The Authors edited the manuscript to accommodate reviewers' comments, and this has now been greatly improved.
The level of detail used to describe experimental procedures is however still a cause of concern for one reviewer, and this observation finds me in agreement.
In summary, the two key aspects that need to be addressed are:
1. Reporting (and reproducibility)
There is no reason why the amount of DNA used in each reaction should not be expressed in terms of ng/reaction. These values will either be small (e.g. Fig. 1) or will be expressed as dilutions of a reference solution (e.g. Fig. 4). The manuscript represents a useful resource for scientists trying to optimise extraction/amplification procedures on similar samples, but its utility is compromised if tested DNA concentrations cannot be reproduced. DNA concentrations should then be converted to ng throughout the manuscript, and added where missing (e.g. Figure S3). Similarly, the concentration of the 'Fish DNA' control sample should be added to table 1.
2. Sensitivity and false positives
The extraction procedure leaves the authors with very low amounts of DNA, so low they could result from a minor deviations of background absorbance in NanoDrop reads (also, the number of significant figures reported in Table 1 seems to be way beyond the sensitivity limits of the instrument). Although the authors' results are consistent with DNA being present in all samples (but foregut extracts, by definition) despite the low concentrations detected, how very minor variations in the amount of template DNA (roughly between 1 and ~5 ng/reaction, i.e. in the range of technical variability) can have such dramatic effects on PCR efficiency is more difficult to explain. Variability between DNA extracts (often of the same order of magnitude than the average) and their purity could account for the observed changes, particularly considering the low absolute values. I thus echo the request for a clear acknowledgement of such problems in the manuscript.
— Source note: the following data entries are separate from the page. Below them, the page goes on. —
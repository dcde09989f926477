//! The resolved shape of one generated module

use crate::error::{PommelError, PommelResult};
use pommel_model::{Annotation, ClassName, TypeName};

/// What the generated entry point is derived from
#[derive(Debug, Clone, PartialEq, Eq)]
pub enum SourceConstruct {
    /// A class constructed through its `@Inject` constructor
    Type { name: ClassName },

    /// A function or property getter called on its container
    Function {
        container: ClassName,
        /// JVM method name (`baseUrl`, `getBaseUrl`)
        name: String,
        /// Expression the call is made on (`Sample.A.INSTANCE`, `SourceKt`)
        receiver: String,
    },
}

impl SourceConstruct {
    pub fn package(&self) -> &str {
        match self {
            SourceConstruct::Type { name } => name.package(),
            SourceConstruct::Function { container, .. } => container.package(),
        }
    }

    pub fn display_name(&self) -> String {
        match self {
            SourceConstruct::Type { name } => name.canonical_name(),
            SourceConstruct::Function {
                container, name, ..
            } => format!("{}.{}", container.canonical_name(), name),
        }
    }
}

/// How the entry point is written
#[derive(Debug, Clone, Copy, PartialEq, Eq, Hash)]
pub enum RenderStrategy {
    /// `@Provides` factory returning a new instance or a call result
    Provides,
    /// `@Binds` declaration narrowing the source type
    Binds,
}

/// A parameter forwarded to the constructor or function
#[derive(Debug, Clone, PartialEq, Eq)]
pub struct ProvidedParameter {
    pub name: String,
    pub ty: TypeName,
    pub qualifier: Option<Annotation>,
}

/// A validated binding, ready for rendering
#[derive(Debug, Clone, PartialEq, Eq)]
pub struct BindingDescriptor {
    source: SourceConstruct,
    exposed_type: TypeName,
    strategy: RenderStrategy,
    install_target: Option<ClassName>,
    scope: Option<Annotation>,
    qualifier: Option<Annotation>,
    generation_enabled: bool,
    parameters: Vec<ProvidedParameter>,
}

impl BindingDescriptor {
    pub fn builder(
        source: SourceConstruct,
        exposed_type: TypeName,
        strategy: RenderStrategy,
    ) -> DescriptorBuilder {
        DescriptorBuilder {
            descriptor: BindingDescriptor {
                source,
                exposed_type,
                strategy,
                install_target: None,
                scope: None,
                qualifier: None,
                generation_enabled: true,
                parameters: Vec::new(),
            },
        }
    }

    pub fn source(&self) -> &SourceConstruct {
        &self.source
    }

    pub fn exposed_type(&self) -> &TypeName {
        &self.exposed_type
    }

    pub fn strategy(&self) -> RenderStrategy {
        self.strategy
    }

    pub fn install_target(&self) -> Option<&ClassName> {
        self.install_target.as_ref()
    }

    pub fn scope(&self) -> Option<&Annotation> {
        self.scope.as_ref()
    }

    pub fn qualifier(&self) -> Option<&Annotation> {
        self.qualifier.as_ref()
    }

    /// Whether the `@InstallIn` declaration is emitted
    pub fn generation_enabled(&self) -> bool {
        self.generation_enabled
    }

    pub fn parameters(&self) -> &[ProvidedParameter] {
        &self.parameters
    }
}

/// Builds a [`BindingDescriptor`], checking its invariants on [`build`](Self::build)
#[derive(Debug, Clone)]
pub struct DescriptorBuilder {
    descriptor: BindingDescriptor,
}

impl DescriptorBuilder {
    pub fn install_target(mut self, target: Option<ClassName>) -> Self {
        self.descriptor.install_target = target;
        self
    }

    pub fn scope(mut self, scope: Option<Annotation>) -> Self {
        self.descriptor.scope = scope;
        self
    }

    pub fn qualifier(mut self, qualifier: Option<Annotation>) -> Self {
        self.descriptor.qualifier = qualifier;
        self
    }

    pub fn generation_enabled(mut self, enabled: bool) -> Self {
        self.descriptor.generation_enabled = enabled;
        self
    }

    pub fn parameters(mut self, parameters: Vec<ProvidedParameter>) -> Self {
        self.descriptor.parameters = parameters;
        self
    }

    pub fn build(self) -> PommelResult<BindingDescriptor> {
        let descriptor = self.descriptor;
        let location = descriptor.source.display_name();

        if descriptor.generation_enabled && descriptor.install_target.is_none() {
            return Err(PommelError::invariant(
                location,
                "installation is enabled but no install target was resolved",
            ));
        }

        if let SourceConstruct::Type { name } = &descriptor.source {
            let own_type = TypeName::Class(name.clone());
            match descriptor.strategy {
                RenderStrategy::Provides if descriptor.exposed_type != own_type => {
                    return Err(PommelError::invariant(
                        location,
                        format!(
                            "provides-style binding must expose {own_type}, not {}",
                            descriptor.exposed_type
                        ),
                    ));
                }
                RenderStrategy::Binds if descriptor.exposed_type == own_type => {
                    return Err(PommelError::invariant(
                        location,
                        "binds-style binding cannot expose its own type",
                    ));
                }
                _ => {}
            }

            if descriptor.strategy == RenderStrategy::Binds && !descriptor.parameters.is_empty() {
                return Err(PommelError::invariant(
                    location,
                    "binds-style binding takes no constructor parameters",
                ));
            }
        }

        Ok(descriptor)
    }
}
In conclusion, this study suggests a better understanding of the chemical composition of crab DNA extract could provide information on elaborate defence mechanisms. In addition, it also provides a protocol for DNA amplification from relatively uncharacterised sources. However, confidence in the methods used has to reach a higher standard for both of these goals to be achieved.
Generally ok, still some issues regarding methodology, see below.
2 ng of DNA is quite low in my opinion, furthermore the corrections slightly worried me i.e. that 2 ul equates to 2 ng across the board, as the authors state there was variation in the amount of DNA extracted from the samples '0.003(in one midgut) ng/μl to a
maximum of 9.53ng/μl'
what does Line 95 mean 'We annotate our results from gels as volumes for the purpose of consistency because many experiments entailed serial dilutions.' can you reference another paper which has done this to back up your reasoning behind this technique.
Line 103 'too high or too low concentrations of DNA' ? at 2ng this is unlikely to be too high and how can it be too low if its all the same conc used throughout.
Line 106 for the same reasoning as in the first review using μl of DNA is not very useful to others trying to replicate your results 'Amounts of 6μl, 4μl, and 2μl of DNA from initial concentrations were used'.
Line 152 how much/ 'These were compared to samples from the same crabs in which foreguts and midguts were mixed in equal amounts before adding the fish DNA'.
with the issues stated above I remain slightly reserved over the findings from this study.
Although I am slightly worried about the methodology, I believe it will assist others in their work and therefore should be published. I would however like acknowledgement of the potential problems of this manuscript in the abstract, results and discussion so readers are made aware that there are some sampling issues and therefore results should be taken with caution.
The article is well written.
The design is clearer now.
I support the revised manuscript to be published.
Both referees are supportive of this submission and I find myself of the same opinion. The manuscript cannot, however, be accepted for publication in its current form, primarily because of concerns regarding the methodology followed.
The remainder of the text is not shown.